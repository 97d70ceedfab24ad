//! Orbit camera controller with drag-to-rotate (left or right button)
//! and scroll zoom.

use bevy::input::mouse::{AccumulatedMouseMotion, AccumulatedMouseScroll};
use bevy::prelude::*;

/// Orbit camera component: revolves around a focus point.
#[derive(Component)]
pub struct OrbitCamera {
  /// Point the camera looks at and orbits.
  pub focus: Vec3,
  /// Distance from the focus in world units.
  pub distance: f32,
  /// Current yaw (horizontal rotation) in radians.
  pub yaw: f32,
  /// Current pitch (vertical rotation) in radians.
  pub pitch: f32,
  /// Mouse sensitivity in radians per pixel.
  pub sensitivity: f32,
  /// Zoom factor per scroll line.
  pub zoom_speed: f32,
}

impl Default for OrbitCamera {
  fn default() -> Self {
    Self {
      focus: Vec3::ZERO,
      distance: 5.0,
      yaw: 0.0,
      pitch: 0.0,
      sensitivity: 0.005,
      zoom_speed: 0.1,
    }
  }
}

/// System to update the orbit camera from mouse input.
pub fn update_orbit_camera(
  mouse_button: Res<ButtonInput<MouseButton>>,
  mouse_motion: Res<AccumulatedMouseMotion>,
  mouse_scroll: Res<AccumulatedMouseScroll>,
  mut query: Query<(&mut OrbitCamera, &mut Transform)>,
) {
  let Ok((mut orbit, mut transform)) = query.single_mut() else {
    return;
  };

  // Orbit (left- or right-click drag)
  if mouse_button.any_pressed([MouseButton::Left, MouseButton::Right]) {
    let delta = mouse_motion.delta;
    orbit.yaw -= delta.x * orbit.sensitivity;
    orbit.pitch -= delta.y * orbit.sensitivity;
    // Clamp pitch to prevent gimbal lock
    orbit.pitch = orbit.pitch.clamp(-1.5, 1.5);
  }

  // Scroll zoom, exponential so it feels uniform at any distance
  let scroll = mouse_scroll.delta.y;
  if scroll != 0.0 {
    orbit.distance *= 1.0 - scroll * orbit.zoom_speed;
    orbit.distance = orbit.distance.clamp(0.05, 10_000.0);
  }

  // Rebuild the transform from spherical coordinates (YXZ euler order)
  let rotation = Quat::from_euler(EulerRot::YXZ, orbit.yaw, orbit.pitch, 0.0);
  transform.rotation = rotation;
  transform.translation = orbit.focus + rotation * (Vec3::Z * orbit.distance);
}

#[cfg(test)]
#[path = "orbit_camera_test.rs"]
mod orbit_camera_test;
//! Demo: draws a randomly subdivided octree as colored wireframes.
//!
//! Drag (left or right button) orbits, scroll zooms. The sample tree is
//! regenerated on every launch.

use bevy::prelude::*;
use glam::Vec3 as CoreVec3;
use rand::rngs::ThreadRng;
use rand::Rng;
use treeview_bevy::{CurrentTree, OrbitCamera, TreeViewPlugin};
use treeview_plugin::{Aabb3, SpatialTree, TreeNode};

/// Deepest level the sample generator subdivides to. Stays inside the
/// depth color table.
const MAX_DEPTH: u32 = 5;

/// Chance that a depth-0 octant subdivides; decays with depth.
const SUBDIVIDE_CHANCE: f64 = 0.9;

fn main() {
  App::new()
    .add_plugins(DefaultPlugins.set(WindowPlugin {
      primary_window: Some(Window {
        title: "treeview demo".into(),
        ..default()
      }),
      ..default()
    }))
    .insert_resource(ClearColor(Color::BLACK))
    .add_plugins(TreeViewPlugin)
    .add_systems(Startup, setup_scene)
    .run();
}

/// Spawn the camera and inject the sample tree.
fn setup_scene(mut commands: Commands, mut current: ResMut<CurrentTree>) {
  commands.spawn((
    Camera3d::default(),
    Transform::from_xyz(0.0, 0.0, 5.0),
    OrbitCamera {
      distance: 5.0,
      pitch: -0.4,
      ..default()
    },
  ));

  let mut rng = rand::rng();
  let root_box = Aabb3::new(CoreVec3::splat(-1.0), CoreVec3::splat(1.0));
  let root = subdivide(root_box, 0, &mut rng);
  let tree = SpatialTree::new(root);

  info!("sample tree: {} nodes", tree.node_count());
  current.set(tree);
}

/// Recursively build a node, randomly splitting it into 8 octants.
///
/// Children halve the box per level, matching the depth-derived cube
/// scale the renderer assumes.
fn subdivide(aabb: Aabb3, depth: u32, rng: &mut ThreadRng) -> TreeNode {
  let chance = SUBDIVIDE_CHANCE * 0.7f64.powi(depth as i32);
  if depth >= MAX_DEPTH || !rng.random_bool(chance) {
    return TreeNode::leaf(aabb, depth);
  }

  let center = aabb.center();
  let he = aabb.half_extents() * 0.5;
  let children = (0..8u8)
    .map(|octant| {
      let offset = CoreVec3::new(
        if octant & 1 != 0 { he.x } else { -he.x },
        if octant & 2 != 0 { he.y } else { -he.y },
        if octant & 4 != 0 { he.z } else { -he.z },
      );
      let child_box = Aabb3::from_center_half_extents(center + offset, he);
      subdivide(child_box, depth + 1, rng)
    })
    .collect();

  TreeNode::new(aabb, depth, children)
}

══════════

Your instructions ->
Exactly as written, reproduce the whole listing.

Solution ->
repository 97d70ceedfab24ad
//! Orbit camera controller with drag-to-rotate (left or right button)
//! and scroll zoom.

use bevy::input::mouse::{AccumulatedMouseMotion, AccumulatedMouseScroll};
use bevy::prelude::*;

/// Orbit camera component: revolves around a focus point.
#[derive(Component)]
pub struct OrbitCamera {
  /// Point the camera looks at and orbits.
  pub focus: Vec3,
  /// Distance from the focus in world units.
  pub distance: f32,
  /// Current yaw (horizontal rotation) in radians.
  pub yaw: f32,
  /// Current pitch (vertical rotation) in radians.
  pub pitch: f32,
  /// Mouse sensitivity in radians per pixel.
  pub sensitivity: f32,
  /// Zoom factor per scroll line.
  pub zoom_speed: f32,
}

impl Default for OrbitCamera {
  fn default() -> Self {
    Self {
      focus: Vec3::ZERO,
      distance: 5.0,
      yaw: 0.0,
      pitch: 0.0,
      sensitivity: 0.005,
      zoom_speed: 0.1,
    }
  }
}

/// System to update the orbit camera from mouse input.
pub fn update_orbit_camera(
  mouse_button: Res<ButtonInput<MouseButton>>,
  mouse_motion: Res<AccumulatedMouseMotion>,
  mouse_scroll: Res<AccumulatedMouseScroll>,
  mut query: Query<(&mut OrbitCamera, &mut Transform)>,
) {
  let Ok((mut orbit, mut transform)) = query.single_mut() else {
    return;
  };

  // Orbit (left- or right-click drag)
  if mouse_button.any_pressed([MouseButton::Left, MouseButton::Right]) {
    let delta = mouse_motion.delta;
    orbit.yaw -= delta.x * orbit.sensitivity;
    orbit.pitch -= delta.y * orbit.sensitivity;
    // Clamp pitch to prevent gimbal lock
    orbit.pitch = orbit.pitch.clamp(-1.5, 1.5);
  }

  // Scroll zoom, exponential so it feels uniform at any distance
  let scroll = mouse_scroll.delta.y;
  if scroll != 0.0 {
    orbit.distance *= 1.0 - scroll * orbit.zoom_speed;
    orbit.distance = orbit.distance.clamp(0.05, 10_000.0);
  }

  // Rebuild the transform from spherical coordinates (YXZ euler order)
  let rotation = Quat::from_euler(EulerRot::YXZ, orbit.yaw, orbit.pitch, 0.0);
  transform.rotation = rotation;
  transform.translation = orbit.focus + rotation * (Vec3::Z * orbit.distance);
}

#[cfg(test)]
#[path = "orbit_camera_test.rs"]
mod orbit_camera_test;
//! Demo: draws a randomly subdivided octree as colored wireframes.
//!
//! Drag (left or right button) orbits, scroll zooms. The sample tree is
//! regenerated on every launch.

use bevy::prelude::*;
use glam::Vec3 as CoreVec3;
use rand::rngs::ThreadRng;
use rand::Rng;
use treeview_bevy::{CurrentTree, OrbitCamera, TreeViewPlugin};
use treeview_plugin::{Aabb3, SpatialTree, TreeNode};

/// Deepest level the sample generator subdivides to. Stays inside the
/// depth color table.
const MAX_DEPTH: u32 = 5;

/// Chance that a depth-0 octant subdivides; decays with depth.
const SUBDIVIDE_CHANCE: f64 = 0.9;

fn main() {
  App::new()
    .add_plugins(DefaultPlugins.set(WindowPlugin {
      primary_window: Some(Window {
        title: "treeview demo".into(),
        ..default()
      }),
      ..default()
    }))
    .insert_resource(ClearColor(Color::BLACK))
    .add_plugins(TreeViewPlugin)
    .add_systems(Startup, setup_scene)
    .run();
}

/// Spawn the camera and inject the sample tree.
fn setup_scene(mut commands: Commands, mut current: ResMut<CurrentTree>) {
  commands.spawn((
    Camera3d::default(),
    Transform::from_xyz(0.0, 0.0, 5.0),
    OrbitCamera {
      distance: 5.0,
      pitch: -0.4,
      ..default()
    },
  ));

  let mut rng = rand::rng();
  let root_box = Aabb3::new(CoreVec3::splat(-1.0), CoreVec3::splat(1.0));
  let root = subdivide(root_box, 0, &mut rng);
  let tree = SpatialTree::new(root);

  info!("sample tree: {} nodes", tree.node_count());
  current.set(tree);
}

/// Recursively build a node, randomly splitting it into 8 octants.
///
/// Children halve the box per level, matching the depth-derived cube
/// scale the renderer assumes.
fn subdivide(aabb: Aabb3, depth: u32, rng: &mut ThreadRng) -> TreeNode {
  let chance = SUBDIVIDE_CHANCE * 0.7f64.powi(depth as i32);
  if depth >= MAX_DEPTH || !rng.random_bool(chance) {
    return TreeNode::leaf(aabb, depth);
  }

  let center = aabb.center();
  let he = aabb.half_extents() * 0.5;
  let children = (0..8u8)
    .map(|octant| {
      let offset = CoreVec3::new(
        if octant & 1 != 0 { he.x } else { -he.x },
        if octant & 2 != 0 { he.y } else { -he.y },
        if octant & 4 != 0 { he.z } else { -he.z },
      );
      let child_box = Aabb3::from_center_half_extents(center + offset, he);
      subdivide(child_box, depth + 1, rng)
    })
    .collect();

  TreeNode::new(aabb, depth, children)
}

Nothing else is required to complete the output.